Иисус Навин, стр. 51

Над трупами столь многих людей оно все еще некоторое время расстилалось темным гробовым покровом, и побледневшая луна перед своим закатом позаботилась о том, чтобы место успокоения фараона и множества вельмож не осталось без драгоценного убранства. Ее лучи обливали и окаймляли этот покров, поверхность моря, колышущимся зыбким убором из сверкающих бриллиантов в серебряной оправе.

В то время как восток прояснялся и небо покрывалось ярким румянцем утренней зари, стали устраивать лагерь, но мало осталось времени для поспешного завтрака, так как вскоре удары в медную доску стали созывать странствующий народ, и, как только он собрался у источников, выступила Мариам. Она потрясала бубном, ударяла в обтягивавшую его телячью кожу, и его звуки, гремя и звеня, разносились далеко.
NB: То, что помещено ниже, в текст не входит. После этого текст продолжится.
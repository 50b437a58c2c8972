use std::collections::VecDeque;
use std::sync::Arc;
use std::time::{Duration, Instant};

use parking_lot::Mutex as SyncMutex;
use tokio::io::{AsyncReadExt, AsyncWriteExt};
use tokio::sync::{mpsc, oneshot, Mutex as AsyncMutex};
use tokio::task::JoinHandle;

use satel_core::IntegraError;
use satel_crypto::EncryptionHandler;
use satel_frame::{verify_and_split, FrameDecoder};
use satel_protocol::{encode_element_read_name, ElementKind, Opcode, Request};
use satel_transport::{BoxedRead, BoxedWrite};

use crate::stats::ChannelStats;
use crate::waiter::{Response, Waiter};
pub use crate::state::{ChannelState, CloseSource};

/// Events the channel fans out to its owner (the `satel-integra` facade):
/// lifecycle transitions and unsolicited/broadcast notifications.
#[derive(Debug, Clone)]
pub enum ChannelEvent {
    Connected,
    Disconnected { reconnect_allowed: bool },
    Notification { opcode: Opcode, payload: Vec<u8> },
}

struct Tasks {
    read: Option<JoinHandle<()>>,
    ping: Option<JoinHandle<()>>,
}

struct Inner {
    state: SyncMutex<ChannelState>,
    write_half: AsyncMutex<Option<BoxedWrite>>,
    cmd_exec_lock: AsyncMutex<()>,
    waiters: SyncMutex<VecDeque<Waiter>>,
    stats: SyncMutex<ChannelStats>,
    crypto: SyncMutex<Option<EncryptionHandler>>,
    last_write: SyncMutex<Instant>,
    tasks: SyncMutex<Tasks>,
    events_tx: mpsc::UnboundedSender<ChannelEvent>,
    keep_alive: Duration,
}

/// A single panel connection: ordered send, FIFO response correlation,
/// ping keepalive, and the read loop that demultiplexes unsolicited
/// notifications from correlated responses. Cheap to clone — every clone
/// shares the same underlying state.
#[derive(Clone)]
pub struct Channel {
    inner: Arc<Inner>,
}

impl Channel {
    /// Creates a disconnected channel. `events_tx` receives lifecycle and
    /// notification events for as long as the channel lives.
    pub fn new(events_tx: mpsc::UnboundedSender<ChannelEvent>, keep_alive: Duration) -> Self {
        Self {
            inner: Arc::new(Inner {
                state: SyncMutex::new(ChannelState::Idle),
                write_half: AsyncMutex::new(None),
                cmd_exec_lock: AsyncMutex::new(()),
                waiters: SyncMutex::new(VecDeque::new()),
                stats: SyncMutex::new(ChannelStats::new()),
                crypto: SyncMutex::new(None),
                last_write: SyncMutex::new(Instant::now()),
                tasks: SyncMutex::new(Tasks { read: None, ping: None }),
                events_tx,
                keep_alive,
            }),
        }
    }

    pub fn state(&self) -> ChannelState {
        *self.inner.state.lock()
    }

    pub fn is_open(&self) -> bool {
        self.state() == ChannelState::Open
    }

    pub fn stats(&self) -> ChannelStats {
        *self.inner.stats.lock()
    }

    /// Adopts already-established transport halves (opened by the caller —
    /// `satel-integra` decides TCP vs. serial and which port), spawns the
    /// read and ping tasks, and transitions to `Open`.
    pub async fn attach(&self, read: BoxedRead, write: BoxedWrite, integration_key: Option<&str>) {
        *self.inner.state.lock() = ChannelState::Connecting;
        *self.inner.write_half.lock().await = Some(write);
        *self.inner.crypto.lock() = integration_key.map(EncryptionHandler::new);
        *self.inner.stats.lock() = ChannelStats::new();
        *self.inner.last_write.lock() = Instant::now();

        let read_handle = tokio::spawn(Self::read_task(self.inner.clone(), read));
        let ping_handle = tokio::spawn(Self::ping_task(self.inner.clone()));
        {
            let mut tasks = self.inner.tasks.lock();
            tasks.read = Some(read_handle);
            tasks.ping = Some(ping_handle);
        }

        *self.inner.state.lock() = ChannelState::Open;
        let _ = self.inner.events_tx.send(ChannelEvent::Connected);
    }

    /// Exclusive-write-locked frame send: encodes `payload` into a framed
    /// (and, if keyed, encrypted) buffer and writes it out, updating
    /// `last_write` so the ping task doesn't also fire.
    async fn post_data(&self, payload: Vec<u8>) -> Result<(), IntegraError> {
        let mut guard = self.inner.write_half.lock().await;
        let Some(write) = guard.as_mut() else {
            return Err(IntegraError::NotConnected);
        };

        let wire_bytes = {
            let mut crypto = self.inner.crypto.lock();
            match crypto.as_mut() {
                Some(handler) => {
                    let encrypted = handler.write_data_with_pdu(&payload);
                    let mut framed = Vec::with_capacity(1 + encrypted.len());
                    framed.push(payload.len() as u8);
                    framed.extend_from_slice(&encrypted);
                    framed
                }
                None => payload.clone(),
            }
        };

        if let Err(e) = write.write_all(&wire_bytes).await {
            drop(guard);
            self.close(CloseSource::ReadTask).await;
            return Err(IntegraError::WriteError(e.to_string()));
        }

        let mut stats = self.inner.stats.lock();
        stats.tx_bytes += payload.len() as u64;
        if self.inner.crypto.lock().is_some() {
            stats.tx_bytes_encrypted += wire_bytes.len() as u64;
        }
        *self.inner.last_write.lock() = Instant::now();
        Ok(())
    }

    /// Sends `request` and awaits its correlated response, bounded by
    /// `timeout`. At most one `send_command` call is ever in flight on a
    /// given channel at once (`cmd_exec_lock`), which both orders the wire
    /// traffic and gives FIFO response correlation for free.
    pub async fn send_command(&self, request: Request, timeout: Duration) -> Response {
        let _exec_guard = self.inner.cmd_exec_lock.lock().await;

        if !self.is_open() {
            return Response::no_response(request.command);
        }

        let (tx, rx) = oneshot::channel();
        self.inner
            .waiters
            .lock()
            .push_back(Waiter::new(request.command, request.result_allowed, tx));

        if let Err(_e) = self.post_data(request.encode()).await {
            self.remove_waiter(request.command);
            return Response::no_response(request.command);
        }

        match tokio::time::timeout(timeout, rx).await {
            Ok(Ok(response)) => response,
            Ok(Err(_)) => Response::no_response(request.command),
            Err(_) => {
                self.remove_waiter(request.command);
                Response::no_response(request.command)
            }
        }
    }

    fn remove_waiter(&self, command: Opcode) {
        let mut waiters = self.inner.waiters.lock();
        if let Some(pos) = waiters.iter().position(|w| w.expected == command) {
            waiters.remove(pos);
        }
    }

    /// Idempotent: a second call while already `Idle`/`Closing` is a no-op.
    /// Fans every pending waiter out with a transport error *before*
    /// emitting `Disconnected`, so callers never see a response future hang
    /// past the channel closing.
    pub async fn close(&self, source: CloseSource) {
        {
            let mut state = self.inner.state.lock();
            if matches!(*state, ChannelState::Idle | ChannelState::Closing) {
                return;
            }
            *state = ChannelState::Closing;
        }

        *self.inner.write_half.lock().await = None;

        let waiters: Vec<_> = self.inner.waiters.lock().drain(..).collect();
        for waiter in waiters {
            waiter.fail_transport();
        }

        {
            let mut tasks = self.inner.tasks.lock();
            if let Some(h) = tasks.read.take() {
                h.abort();
            }
            if let Some(h) = tasks.ping.take() {
                h.abort();
            }
        }

        *self.inner.state.lock() = ChannelState::Idle;
        let _ = self.inner.events_tx.send(ChannelEvent::Disconnected {
            reconnect_allowed: source.allows_reconnect(),
        });
    }

    async fn read_task(inner: Arc<Inner>, mut read: BoxedRead) {
        let mut decoder = FrameDecoder::new();
        let channel = Channel { inner: inner.clone() };
        loop {
            let chunk = if inner.crypto.lock().is_some() {
                match Self::read_encrypted_chunk(&inner, &mut read).await {
                    Ok(chunk) => chunk,
                    Err(source) => {
                        channel.close(source).await;
                        return;
                    }
                }
            } else {
                let mut buf = [0u8; 1024];
                match read.read(&mut buf).await {
                    Ok(0) => {
                        channel.close(CloseSource::ReadTask).await;
                        return;
                    }
                    Ok(n) => {
                        inner.stats.lock().rx_bytes += n as u64;
                        buf[..n].to_vec()
                    }
                    Err(_) => {
                        channel.close(CloseSource::ReadTask).await;
                        return;
                    }
                }
            };

            for byte in chunk {
                if let Some(body) = decoder.push(byte) {
                    if let Some((command, payload)) = verify_and_split(&body) {
                        if let Some(opcode) = Opcode::from_byte(command) {
                            channel.dispatch(opcode, payload.to_vec());
                        }
                    }
                }
            }
        }
    }

    async fn read_encrypted_chunk(inner: &Arc<Inner>, read: &mut BoxedRead) -> Result<Vec<u8>, CloseSource> {
        let mut size_buf = [0u8; 1];
        match read.read(&mut size_buf).await {
            Ok(0) => return Err(CloseSource::ReadTask),
            Ok(_) => {}
            Err(_) => return Err(CloseSource::ReadTask),
        }
        let size = size_buf[0];
        if size == 0 {
            return Err(CloseSource::ReadTask);
        }
        let mut pdu = vec![0u8; size as usize + 6];
        if read.read_exact(&mut pdu).await.is_err() {
            return Err(CloseSource::ReadTask);
        }
        inner.stats.lock().rx_bytes_encrypted += 1 + pdu.len() as u64;

        let mut crypto = inner.crypto.lock();
        let handler = crypto.as_mut().expect("crypto presence checked by caller");
        match handler.read_data_from_pdu(&pdu) {
            Ok(plain) => Ok(plain),
            Err(_) => Err(CloseSource::InvalidEncryptionKey),
        }
    }

    /// Correlates an incoming frame to its waiter (if any) and/or re-emits
    /// it as a notification. Broadcast-eligible opcodes always get a
    /// notification even when they also satisfy a waiter — the panel's own
    /// unsolicited-push path and a caller's explicit read share one wire
    /// format.
    fn dispatch(&self, opcode: Opcode, payload: Vec<u8>) {
        let mut matched = false;
        {
            let mut waiters = self.inner.waiters.lock();
            if let Some(pos) = waiters.iter().position(|w| w.matches(opcode)) {
                let waiter = waiters.remove(pos).unwrap();
                drop(waiters);
                waiter.complete(Response::from_frame(opcode, payload.clone()));
                matched = true;
            }
        }
        if !matched || opcode.is_broadcast_eligible() {
            let _ = self.inner.events_tx.send(ChannelEvent::Notification { opcode, payload });
        }
    }

    /// Sends a lightweight keepalive whenever `keep_alive` has elapsed
    /// since the last write; sleeps the remainder otherwise. Exits
    /// (without re-closing) once the channel is no longer `Open`.
    async fn ping_task(inner: Arc<Inner>) {
        let channel = Channel { inner: inner.clone() };
        loop {
            if channel.state() != ChannelState::Open {
                return;
            }
            let elapsed = inner.last_write.lock().elapsed();
            if elapsed < inner.keep_alive {
                tokio::time::sleep(inner.keep_alive - elapsed).await;
                continue;
            }
            let ping = Request::new(Opcode::ElementReadName, encode_element_read_name(ElementKind::Partition, 1).to_vec())
                .with_result_allowed(false);
            if channel.post_data(ping.encode()).await.is_err() {
                return;
            }
        }
    }
}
Женщины и девушки следовали за нею, вступая в ритмический такт священной пляски, а Мариам пела:

«Я воспеваю Иегову, потому что Он велик, Он низвергнул в море коней с колесницами!

Восхваляй моя песня Иегову, потому что Он был моим спасением, Он мой Бог — и я прославляю его!
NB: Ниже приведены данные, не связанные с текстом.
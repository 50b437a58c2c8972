//! Shared types used by every layer of the Satel Integra client: the
//! top-level error taxonomy, panel/module capability tables, and small
//! device-wide enums (day of week, arming mode, language) that don't belong
//! to any single protocol layer.

mod error;
mod panel;

pub use error::*;
pub use panel::*;
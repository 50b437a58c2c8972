use bitflags::bitflags;

/// Day of week as reported by the panel's real-time clock, `0 == Monday`.
#[derive(Debug, Clone, Copy, PartialEq, Eq)]
#[repr(u8)]
pub enum DayOfWeek {
    Monday = 0,
    Tuesday = 1,
    Wednesday = 2,
    Thursday = 3,
    Friday = 4,
    Saturday = 5,
    Sunday = 6,
}

impl DayOfWeek {
    pub fn from_index(v: u8) -> Option<Self> {
        Some(match v {
            0 => Self::Monday,
            1 => Self::Tuesday,
            2 => Self::Wednesday,
            3 => Self::Thursday,
            4 => Self::Friday,
            5 => Self::Saturday,
            6 => Self::Sunday,
            _ => return None,
        })
    }
}

/// Broad panel family, decoded from the high bits of the version response's
/// panel-type byte. Used to pick defaults (zone/output counts) that the
/// per-model table below refines.
#[derive(Debug, Clone, Copy, PartialEq, Eq)]
pub enum IntegraBaseType {
    Integra24,
    Integra32,
    Integra64Or64Plus,
    Integra128Or128Plus,
    Integra128Wrl,
    Integra256Plus,
    Unknown,
}

impl IntegraBaseType {
    pub fn from_byte(v: u8) -> Self {
        match v {
            0 => Self::Integra24,
            1 => Self::Integra32,
            2 => Self::Integra64Or64Plus,
            3 => Self::Integra128Or128Plus,
            4 => Self::Integra128Wrl,
            8 => Self::Integra256Plus,
            _ => Self::Unknown,
        }
    }
}

/// Specific panel model, decoded from the panel-type byte of the version
/// response. Several values beyond `IntegraBaseType`'s range identify a
/// "plus" or radio variant precisely.
#[derive(Debug, Clone, Copy, PartialEq, Eq)]
pub enum IntegraType {
    Integra24,
    Integra32,
    Integra64,
    Integra128,
    Integra128WrlSim300,
    Integra64Plus,
    Integra128Plus,
    Integra256Plus,
    Integra128WrlLeon,
    Unknown,
}

impl IntegraType {
    pub fn from_byte(v: u8) -> Self {
        match v {
            0 => Self::Integra24,
            1 => Self::Integra32,
            2 => Self::Integra64,
            3 => Self::Integra128,
            4 => Self::Integra128WrlSim300,
            66 => Self::Integra64Plus,
            67 => Self::Integra128Plus,
            68 => Self::Integra256Plus,
            132 => Self::Integra128WrlLeon,
            _ => Self::Unknown,
        }
    }

    pub fn name(self) -> &'static str {
        match self {
            Self::Integra24 => "Satel Integra 24",
            Self::Integra32 => "Satel Integra 32",
            Self::Integra64 => "Satel Integra 64",
            Self::Integra128 => "Satel Integra 128",
            Self::Integra128WrlSim300 => "Satel Integra 128 WRL SIM300",
            Self::Integra64Plus => "Satel Integra 64 Plus",
            Self::Integra128Plus => "Satel Integra 128 Plus",
            Self::Integra256Plus => "Satel Integra 256 Plus",
            Self::Integra128WrlLeon => "Satel Integra 128 WRL LEON",
            Self::Unknown => "Unknown",
        }
    }

    pub fn base_type(self) -> IntegraBaseType {
        match self {
            Self::Integra24 => IntegraBaseType::Integra24,
            Self::Integra32 => IntegraBaseType::Integra32,
            Self::Integra64 | Self::Integra64Plus => IntegraBaseType::Integra64Or64Plus,
            Self::Integra128 | Self::Integra128Plus => IntegraBaseType::Integra128Or128Plus,
            Self::Integra128WrlSim300 | Self::Integra128WrlLeon => IntegraBaseType::Integra128Wrl,
            Self::Integra256Plus => IntegraBaseType::Integra256Plus,
            Self::Unknown => IntegraBaseType::Unknown,
        }
    }
}

bitflags! {
    /// Capability bits reported by an expansion module's version response.
    #[derive(Debug, Clone, Copy, PartialEq, Eq)]
    pub struct ModuleCaps: u8 {
        const BYTE_32 = 0b001;
        const TROUBLE_8 = 0b010;
        const ARM_NO_BYPASS = 0b100;
    }
}

/// The two-phase "1st code" workflow: a user can present a code that either
/// begins an arm sequence, begins a disarm sequence, or cancels an
/// already-pending one.
#[derive(Debug, Clone, Copy, PartialEq, Eq)]
#[repr(u8)]
pub enum FirstCodeAction {
    Arming = 0,
    Disarming = 1,
    Canceling = 2,
}

/// The arming mode requested alongside a set of partitions.
#[derive(Debug, Clone, Copy, PartialEq, Eq)]
#[repr(u8)]
pub enum ArmMode {
    Mode0 = 0,
    Mode1 = 1,
    Mode2 = 2,
    Mode3 = 3,
}
//! Region table and decoder for the panel's `TROUBLES_PART*` /
//! `TROUBLES_MEMORY_PART*` notify payloads: byte-offset regions within each
//! block, decoded as either a little-endian system flag word or a per-device
//! bitmap, depending on what that region holds.

mod diff;
mod flags;
mod regions;

pub use diff::{RegionChange, RegionUpdate, TroublesDiffCache};
pub use flags::{
    ExpanderTrouble, ManipulatorTrouble, RadioTrouble, SystemMainTroubles, SystemOtherTroubles, UserTrouble, ZoneTrouble,
};
pub use regions::{decode_troubles, regions_for, Region, RegionSource, RegionValue};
Он Бог моих отцов — да вознесется к Нему моя песнь!

Колесницы фараона и войско его Он бросил в пучину, цвет его бойцов погиб во глубине Тростникового моря.

Морской прилив распростерся над ними, и, подобно камням, они потонули в пучине.

Твоя десница, Иегова, Чье могущество и высота велики, Твоя десница истребила врагов!

Ты уничтожил их своею славой, их, которые восстали против Тебя, и Твой гнев, излитый Тобою на них, пожрал их, как огонь жатву.

Ты подул на воды — и они сгрудились, волны поднялись, как плотины, и потоки хлынули на середину моря.

Враг вскричал: «Я погонюсь за ними, я настигну их, мы разделим добычу, я пролью на них мою ярость, и моя рука уничтожит их!»

Но Ты подул на море, волны покрыли их — и, как свинец, они потонули в могучих водах.

Кто равен тебе между богами, Иегова?

Кто из них может быть так славен и свят, как Ты — страшный в славе Своей и совершающий чудеса.

Посредством Своей милости Ты управляешь Твоим народом, который Ты освободил; Своим могуществом Ты ведешь его в Твое священное жилище!»

Женщины и мужчины подпевали хором, когда Мариам повторила восклицание: «Я восхваляю Иегову, потому что Он велик, — Он низвергнул в море коней с колесницами!»

Эта песнь и этот торжественный час остались незабвенными для евреев; душа каждого из них была полна Богом, и с радостью и благодарностью каждый надеялся на лучшие, счастливейшие дни.

XXIII

Песнь кончилась. Буря хоть и утихла, но утреннее небо, которое так великолепно было украшено алым цветом зари, снова затянулось серыми тучами, а с юго-запада все еще дул сильный ветер, волнуя море, колебля и раскачивая вершины пальм у источников.

Спасенный народ воздал хвалу Всевышнему, и даже самые холодные и упрямые присоединили свои голоса к хвалебному гимну Мариам; но когда хор подошел ближе к морю, то многим хотелось оставить его мерное, правильное шествие, чтобы поспешить к берегу, куда манило их многое.

Сотни человек собрались теперь на берегу, где волны, подобно великодушным разбойникам, возвращали и выбрасывали на сушу то, что они награбили в эту ночь.

Женщины тоже не могли удержаться от этого порыва: их влекли к берегу сильнейшие побуждения человеческого сердца — корысть и жажда мести.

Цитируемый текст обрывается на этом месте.